■ **TRY IT**: Once the line with "Usage record stores." is found in the entries below, print it and each following line exactly, stopping after the line with "user_id: &str) -> Result<Vec<UsageRecord>>;"; print nothing else.

--------

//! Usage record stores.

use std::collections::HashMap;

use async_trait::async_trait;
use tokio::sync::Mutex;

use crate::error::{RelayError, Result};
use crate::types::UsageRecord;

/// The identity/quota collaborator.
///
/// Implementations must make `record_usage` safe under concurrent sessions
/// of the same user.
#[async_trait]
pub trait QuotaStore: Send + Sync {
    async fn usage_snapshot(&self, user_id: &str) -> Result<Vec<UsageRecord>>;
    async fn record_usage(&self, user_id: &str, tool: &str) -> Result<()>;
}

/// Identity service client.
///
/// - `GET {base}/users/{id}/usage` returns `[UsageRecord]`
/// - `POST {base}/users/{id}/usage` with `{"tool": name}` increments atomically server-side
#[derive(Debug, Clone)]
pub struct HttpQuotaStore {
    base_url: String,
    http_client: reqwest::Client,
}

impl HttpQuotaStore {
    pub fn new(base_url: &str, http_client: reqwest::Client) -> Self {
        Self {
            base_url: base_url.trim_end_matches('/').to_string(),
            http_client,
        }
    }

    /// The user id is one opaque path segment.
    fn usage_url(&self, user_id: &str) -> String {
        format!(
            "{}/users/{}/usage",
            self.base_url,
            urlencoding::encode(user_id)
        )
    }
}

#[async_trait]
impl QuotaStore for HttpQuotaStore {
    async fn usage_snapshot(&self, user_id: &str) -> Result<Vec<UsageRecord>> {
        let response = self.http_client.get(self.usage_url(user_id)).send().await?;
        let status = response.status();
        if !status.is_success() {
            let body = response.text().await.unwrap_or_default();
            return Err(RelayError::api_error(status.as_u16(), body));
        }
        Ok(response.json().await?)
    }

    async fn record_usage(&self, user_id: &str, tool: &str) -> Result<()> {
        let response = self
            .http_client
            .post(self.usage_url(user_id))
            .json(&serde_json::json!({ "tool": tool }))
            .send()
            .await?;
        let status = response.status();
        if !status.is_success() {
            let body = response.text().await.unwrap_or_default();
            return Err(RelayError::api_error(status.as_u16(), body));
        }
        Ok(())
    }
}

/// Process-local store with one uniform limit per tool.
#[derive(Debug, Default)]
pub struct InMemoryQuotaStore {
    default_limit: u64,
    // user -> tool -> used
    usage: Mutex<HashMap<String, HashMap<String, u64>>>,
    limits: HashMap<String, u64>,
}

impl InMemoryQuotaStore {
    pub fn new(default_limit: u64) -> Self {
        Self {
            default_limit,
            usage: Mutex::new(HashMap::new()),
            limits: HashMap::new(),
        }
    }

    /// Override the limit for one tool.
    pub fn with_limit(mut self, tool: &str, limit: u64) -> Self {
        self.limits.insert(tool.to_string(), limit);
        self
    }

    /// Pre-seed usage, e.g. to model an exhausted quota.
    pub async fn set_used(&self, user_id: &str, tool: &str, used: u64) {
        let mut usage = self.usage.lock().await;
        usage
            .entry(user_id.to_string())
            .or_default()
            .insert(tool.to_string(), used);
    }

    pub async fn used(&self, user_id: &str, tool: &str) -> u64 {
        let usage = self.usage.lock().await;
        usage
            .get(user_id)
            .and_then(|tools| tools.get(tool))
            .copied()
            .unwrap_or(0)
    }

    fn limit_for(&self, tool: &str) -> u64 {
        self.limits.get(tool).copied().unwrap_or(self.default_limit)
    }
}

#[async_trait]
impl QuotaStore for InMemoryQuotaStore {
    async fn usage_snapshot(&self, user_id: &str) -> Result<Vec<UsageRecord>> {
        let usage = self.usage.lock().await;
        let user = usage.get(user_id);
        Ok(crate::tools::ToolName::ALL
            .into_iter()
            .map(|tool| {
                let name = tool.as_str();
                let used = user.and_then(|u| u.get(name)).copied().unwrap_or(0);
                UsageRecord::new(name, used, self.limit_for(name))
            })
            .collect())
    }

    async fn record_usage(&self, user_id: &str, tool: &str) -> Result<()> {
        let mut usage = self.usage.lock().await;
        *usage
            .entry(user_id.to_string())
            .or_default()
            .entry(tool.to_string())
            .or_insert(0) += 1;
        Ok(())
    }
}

--------

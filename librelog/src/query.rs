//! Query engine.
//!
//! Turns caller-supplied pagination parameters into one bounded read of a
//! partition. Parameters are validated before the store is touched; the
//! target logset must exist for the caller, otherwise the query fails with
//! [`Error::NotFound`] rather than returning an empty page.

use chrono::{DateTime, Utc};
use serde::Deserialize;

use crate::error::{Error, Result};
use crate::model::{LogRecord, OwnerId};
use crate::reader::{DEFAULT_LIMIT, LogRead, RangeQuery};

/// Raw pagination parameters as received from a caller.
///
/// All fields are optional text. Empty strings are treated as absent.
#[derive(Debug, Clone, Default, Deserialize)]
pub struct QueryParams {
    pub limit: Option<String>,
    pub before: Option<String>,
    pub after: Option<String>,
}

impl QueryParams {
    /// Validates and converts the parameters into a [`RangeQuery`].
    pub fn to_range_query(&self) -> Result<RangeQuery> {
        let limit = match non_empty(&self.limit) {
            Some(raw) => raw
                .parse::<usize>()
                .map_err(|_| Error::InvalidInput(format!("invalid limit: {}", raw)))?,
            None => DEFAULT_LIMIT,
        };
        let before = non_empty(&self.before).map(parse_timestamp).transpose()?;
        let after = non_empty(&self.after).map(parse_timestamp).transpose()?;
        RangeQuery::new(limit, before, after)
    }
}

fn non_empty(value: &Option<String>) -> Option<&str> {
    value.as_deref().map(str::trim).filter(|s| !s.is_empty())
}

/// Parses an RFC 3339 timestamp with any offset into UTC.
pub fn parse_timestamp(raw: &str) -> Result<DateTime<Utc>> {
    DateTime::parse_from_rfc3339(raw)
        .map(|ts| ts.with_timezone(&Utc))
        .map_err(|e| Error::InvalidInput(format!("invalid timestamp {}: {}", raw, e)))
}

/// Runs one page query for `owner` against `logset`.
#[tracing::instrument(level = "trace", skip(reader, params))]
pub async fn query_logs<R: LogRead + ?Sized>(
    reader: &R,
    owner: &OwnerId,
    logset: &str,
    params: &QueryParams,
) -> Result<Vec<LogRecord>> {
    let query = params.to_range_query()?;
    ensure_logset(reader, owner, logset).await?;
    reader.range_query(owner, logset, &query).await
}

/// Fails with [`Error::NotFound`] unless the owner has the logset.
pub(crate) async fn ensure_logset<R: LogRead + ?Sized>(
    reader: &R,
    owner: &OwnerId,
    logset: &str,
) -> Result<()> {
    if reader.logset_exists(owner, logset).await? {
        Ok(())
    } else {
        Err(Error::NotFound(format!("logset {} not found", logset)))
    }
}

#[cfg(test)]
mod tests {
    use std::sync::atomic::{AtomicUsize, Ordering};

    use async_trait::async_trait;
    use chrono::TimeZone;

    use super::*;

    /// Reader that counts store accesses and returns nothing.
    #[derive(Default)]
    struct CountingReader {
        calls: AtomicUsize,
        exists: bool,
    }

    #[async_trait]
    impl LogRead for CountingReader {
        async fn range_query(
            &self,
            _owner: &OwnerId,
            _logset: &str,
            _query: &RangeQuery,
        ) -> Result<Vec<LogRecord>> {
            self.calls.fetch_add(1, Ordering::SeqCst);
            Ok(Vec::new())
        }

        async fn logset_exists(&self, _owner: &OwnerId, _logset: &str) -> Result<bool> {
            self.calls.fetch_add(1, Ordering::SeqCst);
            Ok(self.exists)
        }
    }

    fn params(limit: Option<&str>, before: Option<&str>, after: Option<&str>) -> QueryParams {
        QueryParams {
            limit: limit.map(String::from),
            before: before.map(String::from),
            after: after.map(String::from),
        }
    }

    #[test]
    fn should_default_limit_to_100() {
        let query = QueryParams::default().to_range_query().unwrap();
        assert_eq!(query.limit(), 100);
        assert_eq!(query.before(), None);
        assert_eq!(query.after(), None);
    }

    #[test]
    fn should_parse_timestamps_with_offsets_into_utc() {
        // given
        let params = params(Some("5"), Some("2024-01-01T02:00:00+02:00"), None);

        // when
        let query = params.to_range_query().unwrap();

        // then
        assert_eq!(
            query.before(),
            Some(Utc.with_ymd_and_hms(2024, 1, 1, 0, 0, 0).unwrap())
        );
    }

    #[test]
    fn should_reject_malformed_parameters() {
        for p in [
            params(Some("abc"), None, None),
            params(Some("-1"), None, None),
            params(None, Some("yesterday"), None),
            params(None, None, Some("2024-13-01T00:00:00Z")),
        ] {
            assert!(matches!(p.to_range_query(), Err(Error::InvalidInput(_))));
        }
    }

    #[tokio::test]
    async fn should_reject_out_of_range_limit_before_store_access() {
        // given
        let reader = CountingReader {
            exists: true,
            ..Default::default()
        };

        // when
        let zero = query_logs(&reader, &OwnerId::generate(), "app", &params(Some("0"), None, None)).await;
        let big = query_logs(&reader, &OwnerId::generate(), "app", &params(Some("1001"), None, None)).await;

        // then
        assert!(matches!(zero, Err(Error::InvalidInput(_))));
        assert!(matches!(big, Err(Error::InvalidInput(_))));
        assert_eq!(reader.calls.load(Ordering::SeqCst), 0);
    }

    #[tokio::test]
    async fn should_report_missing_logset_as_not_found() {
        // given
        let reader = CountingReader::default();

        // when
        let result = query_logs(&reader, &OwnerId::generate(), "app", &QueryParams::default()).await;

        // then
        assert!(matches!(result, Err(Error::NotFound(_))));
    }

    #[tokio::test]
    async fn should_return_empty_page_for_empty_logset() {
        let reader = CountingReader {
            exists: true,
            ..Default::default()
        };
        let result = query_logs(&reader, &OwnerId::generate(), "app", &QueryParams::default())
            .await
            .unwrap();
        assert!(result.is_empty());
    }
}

--------

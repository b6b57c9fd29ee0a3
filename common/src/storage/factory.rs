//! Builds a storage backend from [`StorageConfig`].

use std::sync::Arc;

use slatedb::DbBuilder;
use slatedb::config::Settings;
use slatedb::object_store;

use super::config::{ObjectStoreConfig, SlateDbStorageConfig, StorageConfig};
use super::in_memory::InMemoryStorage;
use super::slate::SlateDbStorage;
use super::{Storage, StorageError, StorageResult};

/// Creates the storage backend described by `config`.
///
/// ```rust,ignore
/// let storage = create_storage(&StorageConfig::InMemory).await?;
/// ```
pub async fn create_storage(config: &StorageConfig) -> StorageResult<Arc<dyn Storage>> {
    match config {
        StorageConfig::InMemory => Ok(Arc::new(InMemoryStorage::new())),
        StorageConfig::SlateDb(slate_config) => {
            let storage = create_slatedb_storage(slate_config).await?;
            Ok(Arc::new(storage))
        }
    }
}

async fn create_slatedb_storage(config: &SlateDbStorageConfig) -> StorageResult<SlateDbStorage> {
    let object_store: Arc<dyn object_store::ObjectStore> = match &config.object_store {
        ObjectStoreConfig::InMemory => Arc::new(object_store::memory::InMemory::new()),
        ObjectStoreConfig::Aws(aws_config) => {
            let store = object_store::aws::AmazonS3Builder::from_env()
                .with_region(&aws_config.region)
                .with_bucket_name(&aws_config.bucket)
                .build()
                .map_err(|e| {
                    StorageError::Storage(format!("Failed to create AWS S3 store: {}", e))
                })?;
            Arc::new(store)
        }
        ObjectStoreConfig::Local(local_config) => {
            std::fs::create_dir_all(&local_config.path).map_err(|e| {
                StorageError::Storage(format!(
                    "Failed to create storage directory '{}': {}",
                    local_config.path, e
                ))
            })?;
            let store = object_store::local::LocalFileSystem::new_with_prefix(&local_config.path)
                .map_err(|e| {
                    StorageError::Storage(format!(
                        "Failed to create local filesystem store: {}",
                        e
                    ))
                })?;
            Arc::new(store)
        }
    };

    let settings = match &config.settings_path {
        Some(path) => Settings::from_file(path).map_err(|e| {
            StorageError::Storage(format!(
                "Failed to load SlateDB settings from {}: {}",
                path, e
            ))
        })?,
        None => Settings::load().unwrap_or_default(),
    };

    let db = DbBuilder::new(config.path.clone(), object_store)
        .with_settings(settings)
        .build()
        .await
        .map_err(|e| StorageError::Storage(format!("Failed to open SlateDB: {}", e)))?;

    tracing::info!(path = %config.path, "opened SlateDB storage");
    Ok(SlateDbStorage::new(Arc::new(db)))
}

--------

■ **OUTPUT OF THE EXERCISE**:
//! Usage record stores.

use std::collections::HashMap;

use async_trait::async_trait;
use tokio::sync::Mutex;

use crate::error::{RelayError, Result};
use crate::types::UsageRecord;

/// The identity/quota collaborator.
///
/// Implementations must make `record_usage` safe under concurrent sessions
/// of the same user.
#[async_trait]
pub trait QuotaStore: Send + Sync {
    async fn usage_snapshot(&self, user_id: &str) -> Result<Vec<UsageRecord>>;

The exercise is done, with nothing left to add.